REQUIRED WORK ▸
Look through the records below for the line holding "const MIN_DOMAIN: u128 = 1_000_000;". Write it out exactly, with each following line through the line holding "tweak, radix, x))".

Stored items ▸

=== Section Start ===

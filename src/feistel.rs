//! The ten-round Feistel construction that drives FF1 encryption and
//! decryption.
//!
//! Operates directly on numeral sequences (each numeral an integer in
//! `[0, radix)`); [`crate::ff1`] layers a string/alphabet convenience API on
//! top of this.

use crate::aes128::Cipher;
use crate::error::Error;
use crate::expand;
use crate::prf;
use crate::radix;
use crate::result::Result;

use byteorder::{BigEndian, ByteOrder};
use num_bigint::{BigInt, BigUint, ToBigInt, ToBigUint};
use num_traits::Euclid;

const ROUNDS: u8 = 10;
const MIN_RADIX: u32 = 2;
const MAX_RADIX: u32 = 1 << 16;
const MIN_DOMAIN: u128 = 1_000_000;
/// Recommended ceiling from SP 800-38G: the maximum input length is
/// `2^32 - 1`.
const MAX_LENGTH: u64 = (1u64 << 32) - 1;

#[derive(Clone, Copy)]
enum Direction {
    Encrypt,
    Decrypt,
}

/// Smallest `L` such that `radix^L >= 10^6`, per the minimum-domain rule.
/// Computed by repeated multiplication rather than `log`/`log10` so it can't
/// drift across a power-of-radix boundary the way a floating point
/// computation can.
fn min_length_for_radix(radix: u32) -> usize {
    let mut len = 0usize;
    let mut pow: u128 = 1;
    while pow < MIN_DOMAIN {
        pow *= radix as u128;
        len += 1;
    }
    len.max(2)
}

/// `ceil(log2(radix))`: the number of bits needed to distinguish the
/// `radix` possible numeral values.
fn numeral_bits(radix: u32) -> u64 {
    (u32::BITS - (radix - 1).leading_zeros()) as u64
}

fn validate(radix: u32, x: &[u16]) -> Result<()> {
    if !(MIN_RADIX..=MAX_RADIX).contains(&radix) {
        return Err(Error::InvalidRadix { radix });
    }

    let min = min_length_for_radix(radix);
    let len = x.len();
    if len < min || len as u64 > MAX_LENGTH {
        return Err(Error::InvalidLength {
            length: len,
            min,
            max: MAX_LENGTH as usize,
        });
    }

    for (index, &numeral) in x.iter().enumerate() {
        if numeral as u32 >= radix {
            return Err(Error::InvalidNumeral {
                value: numeral as u32,
                radix,
                index,
            });
        }
    }

    Ok(())
}

/// Encrypts a numeral sequence under FF1. `key` must be exactly 16 bytes;
/// `tweak` may be any length, including empty; `radix` must be in
/// `[2, 2^16]`; every numeral in `x` must be `< radix`.
pub fn encrypt(key: &[u8], tweak: &[u8], radix: u32, x: &[u16]) -> Result<Vec<u16>> {
    cipher(key, tweak, radix, x, Direction::Encrypt)
}

/// The inverse of [`encrypt`]: `decrypt(key, tweak, radix, encrypt(key,
/// tweak, radix, x)) == x` for every valid `x`.
pub fn decrypt(key: &[u8], tweak: &[u8], radix: u32, x: &[u16]) -> Result<Vec<u16>> {
    cipher(key, tweak, radix, x, Direction::Decrypt)
}

fn cipher(key: &[u8], tweak: &[u8], radix: u32, x: &[u16], dir: Direction) -> Result<Vec<u16>> {
    validate(radix, x)?;
    let aes = Cipher::new(key)?;

    let n = x.len();
    let u = n / 2;
    let v = n - u;
    let t = tweak.len();

    // (step 3) b is fixed for the whole call: it depends only on v, never
    // on which half is being updated this round.
    let b = ((v as u64 * numeral_bits(radix) + 7) / 8) as usize;
    // (step 4)
    let d = 4 * ((b + 3) / 4) + 4;
    let pad = (-(t as i64) - (b as i64) - 1).rem_euclid(16) as usize;

    // buf = P (16 bytes) || Q (t + pad + 1 + b bytes); Q's round-index byte
    // and mixed-in integer are rewritten every round, everything else is
    // fixed by setup.
    let q_len = t + pad + 1 + b;
    let mut buf = vec![0u8; 16 + q_len];

    // (step 5) fixed block P, laid out bit-exactly per the wire contract
    buf[0] = 0x01;
    buf[1] = 0x02;
    buf[2] = 0x01;
    BigEndian::write_u32(&mut buf[2..6], radix);
    buf[2] = 0x01; // the low 3 bytes of the write above are what we want
    buf[6] = ROUNDS;
    buf[7] = (u % 256) as u8;
    BigEndian::write_u32(&mut buf[8..12], n as u32);
    BigEndian::write_u32(&mut buf[12..16], t as u32);

    // variable block Q: tweak bytes, then zero padding; the round index and
    // mixed-in half are filled in on each iteration below
    buf[16..16 + t].copy_from_slice(tweak);

    let qpow_u: BigInt = BigUint::from(radix).pow(u as u32).to_bigint().unwrap();
    let qpow_v: BigInt = if u == v {
        qpow_u.clone()
    } else {
        &qpow_u * radix
    };

    let mut na = radix::str2num(&x[..u], radix).to_bigint().unwrap();
    let mut nb = radix::str2num(&x[u..], radix).to_bigint().unwrap();
    let mut mu = qpow_u;
    let mut mv = qpow_v;

    // decryption runs the same round body as encryption, just starting from
    // the swapped halves/moduli and walking the round index backwards
    if let Direction::Decrypt = dir {
        std::mem::swap(&mut na, &mut nb);
        std::mem::swap(&mut mu, &mut mv);
    }

    for i in 0..ROUNDS {
        let round_index = match dir {
            Direction::Encrypt => i,
            Direction::Decrypt => ROUNDS - 1 - i,
        };

        {
            let q = &mut buf[16..];
            q[q_len - b - 1] = round_index;

            // to_bytes_be returns the minimal-length magnitude; left-pad to
            // the fixed b-byte field Q reserves for it
            let (_, be_bytes) = nb.to_bytes_be();
            let field = &mut q[q_len - b..];
            field.fill(0);
            let start = b.saturating_sub(be_bytes.len());
            field[start..].copy_from_slice(&be_bytes[be_bytes.len().saturating_sub(b)..]);
        }

        // (step 6ii, 6iii)
        let r = prf::mac(&aes, &buf);
        let s = expand::expand(&aes, &r, d);
        // (step 6iv)
        let y = BigUint::from_bytes_be(&s[..d]).to_bigint().unwrap();

        // (step 6vi)
        let mut c = match dir {
            Direction::Encrypt => &na + &y,
            Direction::Decrypt => &na - &y,
        };
        c = c.rem_euclid(&mu);
        na = c;

        // (step 6v, 6viii, 6ix)
        std::mem::swap(&mut mu, &mut mv);
        std::mem::swap(&mut na, &mut nb);
    }

    if let Direction::Decrypt = dir {
        std::mem::swap(&mut na, &mut nb);
    }

    // (step 7)
    let mut out = radix::num2str(na.to_biguint().expect("na is nonnegative"), radix, u);
    out.extend(radix::num2str(
        nb.to_biguint().expect("nb is nonnegative"),
        radix,
        v,
    ));
    Ok(out)
}
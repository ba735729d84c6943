//! String/alphabet convenience wrapper around the numeral-based FF1 core in
//! [`crate::feistel`].
//!
//! This is the ergonomic layer most callers want: it holds a default tweak
//! and an alphabet once, so repeated encrypt/decrypt calls don't have to
//! re-derive a numeral mapping every time.

use crate::alphabet::Alphabet;
use crate::error::Error;
use crate::feistel;
use crate::result::Result;

/// A reusable FF1 context: an AES-128 key, a radix/alphabet, and an optional
/// default tweak.
pub struct FF1 {
    key: Vec<u8>,
    default_tweak: Vec<u8>,
    radix: u32,
    alpha: Alphabet,
}

impl FF1 {
    /// `key` must be exactly 16 bytes. `default_tweak` is used whenever
    /// `encrypt`/`decrypt` are called with `None`. `radix` must not exceed
    /// the number of characters in `alpha` (or in the default 62-character
    /// alphabet, if `alpha` is `None`).
    pub fn new(
        key: &[u8],
        default_tweak: Option<&[u8]>,
        radix: u32,
        alpha: Option<&str>,
    ) -> Result<Self> {
        if key.len() != 16 {
            return Err(Error::InvalidKeyLength { length: key.len() });
        }

        Ok(FF1 {
            key: key.to_vec(),
            default_tweak: default_tweak.unwrap_or(&[]).to_vec(),
            radix,
            alpha: Alphabet::new(alpha, radix)?,
        })
    }

    fn str_to_numerals(&self, s: &str) -> Result<Vec<u16>> {
        s.chars().map(|c| self.alpha.numeral(c)).collect()
    }

    fn numerals_to_str(&self, x: &[u16]) -> String {
        x.iter().map(|&n| self.alpha.char(n)).collect()
    }

    /// Encrypts a string drawn from this context's alphabet. `tweak`
    /// overrides the context's default tweak for this call if supplied.
    pub fn encrypt(&self, plaintext: &str, tweak: Option<&[u8]>) -> Result<String> {
        let x = self.str_to_numerals(plaintext)?;
        let t = tweak.unwrap_or(&self.default_tweak);
        let y = feistel::encrypt(&self.key, t, self.radix, &x)?;
        Ok(self.numerals_to_str(&y))
    }

    /// The inverse of [`FF1::encrypt`].
    pub fn decrypt(&self, ciphertext: &str, tweak: Option<&[u8]>) -> Result<String> {
        let y = self.str_to_numerals(ciphertext)?;
        let t = tweak.unwrap_or(&self.default_tweak);
        let x = feistel::decrypt(&self.key, t, self.radix, &y)?;
        Ok(self.numerals_to_str(&x))
    }
}

#[cfg(test)]
mod tests {
    use super::*;

    const NIST_KEY: [u8; 16] = [
        0x2b, 0x7e, 0x15, 0x16, 0x28, 0xae, 0xd2, 0xa6, 0xab, 0xf7, 0x15, 0x88, 0x09, 0xcf, 0x4f,
        0x3c,
    ];

    #[test]
    fn nist_vector_via_string_api() {
        let ff1 = FF1::new(&NIST_KEY, None, 10, None).unwrap();
        let ct = ff1.encrypt("0123456789", None).unwrap();
        assert_eq!(ct, "2433477484");
        assert_eq!(ff1.decrypt(&ct, None).unwrap(), "0123456789");
    }

    #[test]
    fn per_call_tweak_overrides_default() {
        let ff1 = FF1::new(&NIST_KEY, Some(b"default"), 10, None).unwrap();
        let ct_default = ff1.encrypt("0123456789", None).unwrap();
        let ct_override = ff1.encrypt("0123456789", Some(b"other")).unwrap();
        assert_ne!(ct_default, ct_override);
        assert_eq!(ff1.decrypt(&ct_override, Some(b"other")).unwrap(), "0123456789");
    }

    #[test]
    fn rejects_character_outside_alphabet() {
        let ff1 = FF1::new(&NIST_KEY, None, 10, None).unwrap();
        assert!(ff1.encrypt("012345678x", None).is_err());
    }

    #[test]
    fn custom_alphabet_round_trip() {
        let ff1 = FF1::new(&NIST_KEY, None, 16, Some("0123456789abcdef")).unwrap();
        let ct = ff1.encrypt("feedface", None).unwrap();
        assert_eq!(ff1.decrypt(&ct, None).unwrap(), "feedface");
    }
}
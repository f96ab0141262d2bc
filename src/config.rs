use serde::{Deserialize, Serialize};
use std::fs;
use std::path::{Path, PathBuf};
use std::time::Duration;

use crate::orchestration::aggregator::ConflictPolicy;
use crate::orchestration::remote::RemoteConfig;
use crate::orchestration::scaling::ScalingConfig;
use crate::{Error, Result};

#[derive(Debug, Clone, PartialEq, Serialize, Deserialize)]
#[serde(default)]
pub struct Config {
    /// Upper bound on agents running at once within a layer.
    pub max_concurrent_agents: usize,
    pub task_timeout_secs: u64,
    /// How long a cancelled execution may take to exit before it is killed.
    pub cancel_grace_secs: u64,
    pub workspace_dir: Option<String>,
    pub state_dir: Option<String>,
    pub branch_prefix: String,
    pub max_active_contexts: usize,
    pub allocation_backoff_ms: u64,
    /// When set, isolation contexts are git worktrees of this repository.
    pub repository: Option<String>,
    pub conflict_policy: ConflictPolicy,
    pub min_confidence: f64,
    pub scaling: ScalingConfig,
    pub remote: Option<RemoteConfig>,
}

impl Default for Config {
    fn default() -> Self {
        Self {
            max_concurrent_agents: 4,
            task_timeout_secs: 600,
            cancel_grace_secs: 5,
            workspace_dir: None,
            state_dir: None,
            branch_prefix: "dagrun".to_string(),
            max_active_contexts: 16,
            allocation_backoff_ms: 200,
            repository: None,
            conflict_policy: ConflictPolicy::default(),
            min_confidence: 0.7,
            scaling: ScalingConfig::default(),
            remote: None,
        }
    }
}

impl Config {
    pub fn dagrun_dir() -> Result<PathBuf> {
        Ok(dirs::home_dir().ok_or(Error::NoHomeDir)?.join(".dagrun"))
    }

    pub fn config_path() -> Result<PathBuf> {
        Ok(Self::dagrun_dir()?.join("dagrun.toml"))
    }

    pub fn task_timeout(&self) -> Duration {
        Duration::from_secs(self.task_timeout_secs)
    }

    pub fn cancel_grace(&self) -> Duration {
        Duration::from_secs(self.cancel_grace_secs)
    }

    pub fn allocation_backoff(&self) -> Duration {
        Duration::from_millis(self.allocation_backoff_ms)
    }

    /// Root directory under which isolation namespaces are created.
    pub fn workspace_root(&self) -> Result<PathBuf> {
        match &self.workspace_dir {
            Some(dir) => Ok(expand_tilde(dir)),
            None => Ok(Self::dagrun_dir()?.join("workspaces")),
        }
    }

    /// Directory holding run manifests.
    pub fn state_root(&self) -> Result<PathBuf> {
        match &self.state_dir {
            Some(dir) => Ok(expand_tilde(dir)),
            None => Ok(Self::dagrun_dir()?.join("runs")),
        }
    }

    pub fn repository_path(&self) -> Option<PathBuf> {
        self.repository.as_deref().map(expand_tilde)
    }

    pub fn load() -> Result<Self> {
        Self::load_from(&Self::config_path()?)
    }

    pub fn load_from(path: &Path) -> Result<Self> {
        tracing::debug!(path = %path.display(), "Config::load");
        if !path.exists() {
            tracing::debug!("config file not found, using defaults");
            return Ok(Self::default());
        }
        let config: Self = toml::from_str(&fs::read_to_string(path)?)?;
        config.validate()?;
        tracing::debug!(
            max_concurrent_agents = config.max_concurrent_agents,
            task_timeout_secs = config.task_timeout_secs,
            remote = config.remote.is_some(),
            "config loaded"
        );
        Ok(config)
    }

    pub fn save(&self) -> Result<()> {
        self.save_to(&Self::config_path()?)
    }

    pub fn save_to(&self, path: &Path) -> Result<()> {
        if let Some(parent) = path.parent() {
            fs::create_dir_all(parent)?;
        }
        fs::write(path, toml::to_string_pretty(self)?)?;
        tracing::debug!(path = %path.display(), "config saved");
        Ok(())
    }

    pub fn validate(&self) -> Result<()> {
        if self.max_concurrent_agents == 0 {
            return Err(Error::Validation(
                "max_concurrent_agents must be at least 1".to_string(),
            ));
        }
        if self.max_active_contexts == 0 {
            return Err(Error::Validation(
                "max_active_contexts must be at least 1".to_string(),
            ));
        }
        if !(0.0..=1.0).contains(&self.min_confidence) {
            return Err(Error::Validation(format!(
                "min_confidence must be within 0.0..=1.0, got {}",
                self.min_confidence
            )));
        }
        Ok(())
    }
}

fn expand_tilde(path: &str) -> PathBuf {
    if let Some(rest) = path.strip_prefix("~/") {
        if let Some(home) = dirs::home_dir() {
            return home.join(rest);
        }
    }
    PathBuf::from(path)
}
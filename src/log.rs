//! Structured logging for dagrun.
//!
//! Log levels:
//! - ERROR: Critical failures that prevent a run from progressing
//! - WARN: Unexpected conditions that are recoverable (backpressure, fallbacks)
//! - INFO: Run and layer lifecycle (submission, layer start/finish, halts)
//! - DEBUG: Per-task dispatch, scaling decisions, isolation allocation
//! - TRACE: Raw backend traffic
//!
//! Debug mode can be enabled with `init_with_debug(true)` or `DAGRUN_DEBUG=1`.
//! `RUST_LOG` overrides both when set.

use std::fs::OpenOptions;
use std::path::{Path, PathBuf};
use std::sync::Mutex;

use tracing_subscriber::EnvFilter;

use crate::config::Config;
use crate::Result;

/// Initialize logging to ~/.dagrun/dagrun.log at INFO level.
pub fn init() -> Result<()> {
    init_with_debug(false)
}

/// Initialize logging with explicit debug mode setting.
pub fn init_with_debug(debug: bool) -> Result<()> {
    let path = Config::dagrun_dir()?.join("dagrun.log");
    init_to_file(&path, debug)
}

/// Initialize logging into a specific file, truncating it first.
///
/// Safe to call more than once; only the first call installs a subscriber.
pub fn init_to_file(path: &Path, debug: bool) -> Result<()> {
    if let Some(parent) = path.parent() {
        std::fs::create_dir_all(parent)?;
    }
    let file = OpenOptions::new()
        .create(true)
        .write(true)
        .truncate(true)
        .open(path)?;

    let filter = EnvFilter::try_from_default_env()
        .unwrap_or_else(|_| EnvFilter::new(default_directive(debug || env_debug())));

    let installed = tracing_subscriber::fmt()
        .with_env_filter(filter)
        .with_writer(Mutex::new(file))
        .with_ansi(false)
        .with_target(false)
        .try_init()
        .is_ok();
    if installed {
        let debug_mode = debug;
        tracing::info!(path = %path.display(), debug_mode, "logging initialized");
    }
    Ok(())
}

/// Check whether `DAGRUN_DEBUG` asks for debug output.
pub fn env_debug() -> bool {
    std::env::var("DAGRUN_DEBUG")
        .map(|v| v == "1" || v.eq_ignore_ascii_case("true"))
        .unwrap_or(false)
}

fn default_directive(debug: bool) -> &'static str {
    if debug {
        "dagrun=debug"
    } else {
        "dagrun=info"
    }
}

/// Default log file location.
pub fn log_path() -> Result<PathBuf> {
    Ok(Config::dagrun_dir()?.join("dagrun.log"))
}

=== Section End ===

TASK RESULT ▸
const MIN_DOMAIN: u128 = 1_000_000;
/// Recommended ceiling from SP 800-38G: the maximum input length is
/// `2^32 - 1`.
const MAX_LENGTH: u64 = (1u64 << 32) - 1;

#[derive(Clone, Copy)]
enum Direction {
    Encrypt,
    Decrypt,
}

/// Smallest `L` such that `radix^L >= 10^6`, per the minimum-domain rule.
/// Computed by repeated multiplication rather than `log`/`log10` so it can't
/// drift across a power-of-radix boundary the way a floating point
/// computation can.
fn min_length_for_radix(radix: u32) -> usize {
    let mut len = 0usize;
    let mut pow: u128 = 1;
    while pow < MIN_DOMAIN {
        pow *= radix as u128;
        len += 1;
    }
    len.max(2)
}

/// `ceil(log2(radix))`: the number of bits needed to distinguish the
/// `radix` possible numeral values.
fn numeral_bits(radix: u32) -> u64 {
    (u32::BITS - (radix - 1).leading_zeros()) as u64
}

fn validate(radix: u32, x: &[u16]) -> Result<()> {
    if !(MIN_RADIX..=MAX_RADIX).contains(&radix) {
        return Err(Error::InvalidRadix { radix });
    }

    let min = min_length_for_radix(radix);
    let len = x.len();
    if len < min || len as u64 > MAX_LENGTH {
        return Err(Error::InvalidLength {
            length: len,
            min,
            max: MAX_LENGTH as usize,
        });
    }

    for (index, &numeral) in x.iter().enumerate() {
        if numeral as u32 >= radix {
            return Err(Error::InvalidNumeral {
                value: numeral as u32,
                radix,
                index,
            });
        }
    }

    Ok(())
}

/// Encrypts a numeral sequence under FF1. `key` must be exactly 16 bytes;
/// `tweak` may be any length, including empty; `radix` must be in
/// `[2, 2^16]`; every numeral in `x` must be `< radix`.
pub fn encrypt(key: &[u8], tweak: &[u8], radix: u32, x: &[u16]) -> Result<Vec<u16>> {
    cipher(key, tweak, radix, x, Direction::Encrypt)
}

/// The inverse of [`encrypt`]: `decrypt(key, tweak, radix, encrypt(key,
/// tweak, radix, x)) == x` for every valid `x`.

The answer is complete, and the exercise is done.